The World in U.S. Courts: Spring 2015 - Personal Jurisdiction

Tradin Organics USA, LLC v. Advantage Health Matters, Inc., U.S. District Court for the Northern District of California, March 23, 2015

Plaintiff Tradin Organics filed breach of contract and breach of covenant of good faith and fair dealing claims against Defendant Advantage Health Matters. Tradin is a wholesaler supplier of raw food ingredients, including organic chia. It is a Delaware corporation with its principal place of business in California. Advantage is an independent retail marketer of whole food and natural health products. It is a Canadian corporation with its principal place of business in Ontario, Canada. The parties' contract provided organic chia to be delivered to Advantage at a warehouse in New Jersey. Tradin alleged that Advantage failed to accept various shipments and terminated the contract. It sued for breach of contract, and Advantage moved to dismiss based on, among other grounds, lack of personal jurisdiction.

After summarily finding no basis to invoke general personal jurisdiction, the District Court considered whether specific personal jurisdiction over Advantage existed pursuant to a three-part test asking whether: (1) Advantage purposefully directed its activities or consummated some transaction with California or a resident thereof, or performed some act by which it purposefully availed itself of the privilege of conducting activities in California, thereby invoking the benefits and protections of the State's laws; (2) the claim arises out of or relates to the Advantage's forum-related activities; and (3) whether the exercise of jurisdiction comports with fair play and substantial justice (i.e., is reasonable). As to the last prong, the court employed the Ninth Circuit's reasonableness factors: (1) the extent of defendant's purposeful interjection into the forum state; (2) the burden on the defendant in defending the forum; (3) the extent of the conflict with the sovereignty of the defendant's state; (4) the forum state's interest in adjudicating the dispute; (5) the most efficient judicial resolution of the controversy; (6) the importance of the forum to the plaintiff's interest in convenient and effective relief; and (7) the existence of an alternative forum.

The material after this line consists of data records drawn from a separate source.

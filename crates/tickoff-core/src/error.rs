use thiserror::Error;

use crate::domain::TodoId;

/// Errors from the completion job queue.
#[derive(Debug, Clone, PartialEq, Eq, Error)]
pub enum QueueError {
    /// Shutdown has begun; the queue no longer accepts jobs.
    #[error("job queue is closed")]
    Closed,

    /// Returned by `try_enqueue` when every slot is taken.
    #[error("job queue is full (capacity={0})")]
    Full(usize),
}

/// Errors reported by a [`TodoStore`](crate::ports::TodoStore) implementation.
#[derive(Debug, Clone, PartialEq, Eq, Error)]
pub enum StoreError {
    #[error("todo not found: {0}")]
    NotFound(TodoId),

    /// Infrastructure failure (connection lost, timeout, ...).
    #[error("store unavailable: {0}")]
    Unavailable(String),
}

/// Errors surfaced by the todo management service.
#[derive(Debug, Error)]
pub enum TodoError {
    #[error("invalid status {0:?}: must be 'pending', 'in_progress', or 'completed'")]
    InvalidStatus(String),

    #[error("invalid role {0:?}: must be 'user' or 'admin'")]
    InvalidRole(String),

    #[error("validation failed: {0}")]
    Validation(String),

    #[error("todo not found: {0}")]
    NotFound(TodoId),

    #[error("you are not allowed to modify this todo")]
    Forbidden,

    #[error(transparent)]
    Store(StoreError),
}

impl From<StoreError> for TodoError {
    fn from(err: StoreError) -> Self {
        match err {
            StoreError::NotFound(id) => TodoError::NotFound(id),
            other => TodoError::Store(other),
        }
    }
}

/// Lifecycle errors of the auto-complete worker.
#[derive(Debug, Clone, PartialEq, Eq, Error)]
pub enum WorkerError {
    #[error("worker pool is already running")]
    AlreadyStarted,

    #[error("worker pool has been stopped")]
    Stopped,

    #[error("worker count must be at least 1 (got {0})")]
    InvalidWorkerCount(usize),
}

#[derive(Debug, Clone, PartialEq, Eq, Error)]
pub enum ConfigError {
    #[error("{key} must be at least 1 (got {value})")]
    OutOfRange { key: &'static str, value: usize },
}
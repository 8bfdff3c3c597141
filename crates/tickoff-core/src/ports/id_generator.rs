//! IdGenerator port - ID 生成の抽象化
//!
//! テスト容易性のために trait として抽象化しています。
//!
//! # 実装
//! - **UlidGenerator**: ULID ベース（本番用）

use std::sync::Arc;

use ulid::Ulid;

use crate::domain::TodoId;
use crate::ports::Clock;

/// IdGenerator は todo の ID を生成
///
/// # Thread Safety
/// - `Send + Sync` を要求（複数タスクから使える）
pub trait IdGenerator: Send + Sync {
    fn generate_todo_id(&self) -> TodoId;
}

/// UlidGenerator は ULID ベースの ID 生成器
///
/// Clock の現在時刻を timestamp 部分に使うので、FixedClock を渡せば
/// timestamp が決定的になります（ランダム部分は毎回異なる）。
pub struct UlidGenerator {
    clock: Arc<dyn Clock>,
}

impl UlidGenerator {
    pub fn new(clock: Arc<dyn Clock>) -> Self {
        Self { clock }
    }
}

impl IdGenerator for UlidGenerator {
    fn generate_todo_id(&self) -> TodoId {
        let timestamp_ms = self.clock.now().timestamp_millis().max(0) as u64;
        let ulid = Ulid::from_parts(timestamp_ms, rand::random());
        TodoId::from(ulid)
    }
}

The District Court systematically walked through each prong, ultimately finding that: (1) Tradin offered sufficient facts to demonstrate that Advantage purposefully availed itself of the privilege of doing business in California through its contacts with Tradin, (2) Tradin made a prima facie showing to satisfy the "but for" test of the second prong, which required demonstrating that but for defendant's negotiations with California-based Plaintiff to purchase chia, Plaintiff's claims for breach would not have arisen; and (3) the court's exercise of jurisdiction would be reasonable. In support of its findings, the District Court pointed to Advantage's sales contract with Tradin for the organic chia, as well as several additional contracts the parties negotiated for the procurement of various organic food products, and the fact that Advantage engaged in negotiations with Tradin's California employees. With respect to reasonableness, the District Court determined that only two factors weighed against the exercise of jurisdiction—the burden on Advantage and the existence of an alternative forum (Canada)—but neither offered a compelling reason that the exercise of jurisdiction would be unreasonable. The court thus denied Defendant's motion to dismiss.